Russian scientists said that a probe to a pristine lake deep under the ice of Antarctica could bring revelations on the planet’s evolution and possibly even new life forms.

A Russian team drilled down to the surface of Lake Vostok, which is believed to have been covered by ice for millions of years, in a breakthrough officially announced by the Institute of the Arctic and Antarctic.

Scientists said that water samples to be taken from the lake later this year could reveal new forms of life, despite the extreme conditions.

“We expect to find life there like nothing on earth”, Sergei Bulat, a molecular biologist at the Petersburg Nuclear Physics Institute, said.

“If there is life there, it will be a form of life that is unknown to science. In that case we are talking about a fundamental discovery, a new page in our scientific understanding of life.”

“We have discovered a new subject for science, no one has ever seen anything like this,” added Vladimir Syvorotkin, a geology and mineralogy specialist at Moscow State University.

“Biologists will probably find some unknown bacteria that has adapted to such conditions,” he said.

The lake’s sediment will also reveal changes to the earth and its climate over the last 20 million years, said German Leichenkov of the Institute of Geology and Mineral Resources of the Ocean in St Petersburg. “For geologists, it is important to drill down and bring back the bottom sediments. They contain information about changes to the natural environment, the climate in the last 15 to 20 million years,” he said.
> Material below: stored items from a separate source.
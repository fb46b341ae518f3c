// Health registry tests

use likebridge::broker::InMemoryBroker;
use likebridge::health::{
    BrokerHealthCheck, HealthRegistry, HealthStatus, KvHealthCheck, StoreHealthCheck,
};
use likebridge::kv::InMemoryKvStore;
use likebridge::store::InMemoryLikeStore;
use std::sync::Arc;

#[cfg(test)]
mod registry_tests {
    use super::*;

    struct Components {
        kv: Arc<InMemoryKvStore>,
        broker: Arc<InMemoryBroker>,
        store: Arc<InMemoryLikeStore>,
        registry: HealthRegistry,
    }

    async fn components() -> Components {
        let kv = Arc::new(InMemoryKvStore::new());
        let broker = Arc::new(InMemoryBroker::new());
        let store = Arc::new(InMemoryLikeStore::new());
        let registry = HealthRegistry::new();
        registry.register(Box::new(KvHealthCheck::new(kv.clone()))).await;
        registry
            .register(Box::new(BrokerHealthCheck::new(broker.clone())))
            .await;
        registry
            .register(Box::new(StoreHealthCheck::new(store.clone())))
            .await;
        Components {
            kv,
            broker,
            store,
            registry,
        }
    }

    #[tokio::test]
    async fn test_all_healthy() {
        let c = components().await;
        let health = c.registry.get_system_health().await;

        assert_eq!(health.status, HealthStatus::Healthy);
        assert_eq!(health.components.len(), 3);
        assert!(!health.version.is_empty());
        for name in ["kv", "broker", "store"] {
            assert_eq!(health.components[name].status, HealthStatus::Healthy);
        }
    }

    #[tokio::test]
    async fn test_one_unhealthy_component() {
        let c = components().await;
        c.broker.set_unavailable(true);

        let health = c.registry.get_system_health().await;
        assert_eq!(health.status, HealthStatus::Unhealthy);
        assert_eq!(health.components["broker"].status, HealthStatus::Unhealthy);
        assert!(health.components["broker"].message.is_some());
        assert_eq!(health.components["kv"].status, HealthStatus::Healthy);
    }

    #[tokio::test]
    async fn test_component_lookup() {
        let c = components().await;
        c.kv.set_unavailable(true);
        c.store.set_unavailable(true);

        let kv = c.registry.get_component_health("kv").await.unwrap();
        assert_eq!(kv.status, HealthStatus::Unhealthy);
        let store = c.registry.get_component_health("store").await.unwrap();
        assert_eq!(store.status, HealthStatus::Unhealthy);
        assert!(c.registry.get_component_health("search").await.is_none());
    }

    #[tokio::test]
    async fn test_reregistering_replaces_check() {
        let c = components().await;
        let healthy_kv = Arc::new(InMemoryKvStore::new());
        c.kv.set_unavailable(true);
        c.registry
            .register(Box::new(KvHealthCheck::new(healthy_kv)))
            .await;

        let health = c.registry.get_system_health().await;
        assert_eq!(health.components.len(), 3);
        assert_eq!(health.status, HealthStatus::Healthy);
        assert!(health.components["kv"].latency_ms.is_some());
    }
}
“We have very little information on this in the Antarctic and this could be a unique source of information.”

Working in extreme conditions in eastern Antarctica, where the average temperature is around -50˚the expedition drove a probe through the ice over many months, using kerosene as antifreeze.

“This is our technical victory. Drilling in such complex climatic conditions is difficult, plus the factors of high altitude and the strong ice,” said Mr Leichenkov.

“It’s an important technical and pyschological victory. It’s important to congratulate them with this, especially as there are no other victories. These people are heroes,” said Syvorotkin of Moscow State University.

Expedition leader Valery Lukin proudly compared the success of the long-running project to the first flight to space.

In a sign of the importance the Russian government attaches to the discovery, the minister of natural resources and ecology, Yury Trutnev, visited the site earlier this month.

The scientists behind the expedition have said the probe would not contaminate the waters due to the technical knowhow that used water pressure to push the less dense drilling fluid out of the top of the borehole.

Nevertheless, a Greenpeace expert warned of a risk of pollution from drilling, citing international scientists.

“Many scientists say that they have doubts and that drilling fluid could get into this unique lake with unknown flora and fauna. This is a risk,” said Vladimir Chuprov, head of Greenpeace Russia’s energy team.

Martin Siegert, head of the school of geosciences at the University of Edinburgh, said last week that the method of drilling using antifreeze suggested potential for contamination.

“It’s very difficult for them to convince (others) that their experiment is going to be clean, when you have essentially 3.5 kilometres of kerosene to cross before you get to the lake surface.”

The complex task of reaching the bottom of the lake will also require a safe drilling method, said geologist Mr Leichenkov.

“This problem is already being solved, we have very good specialists working on it.”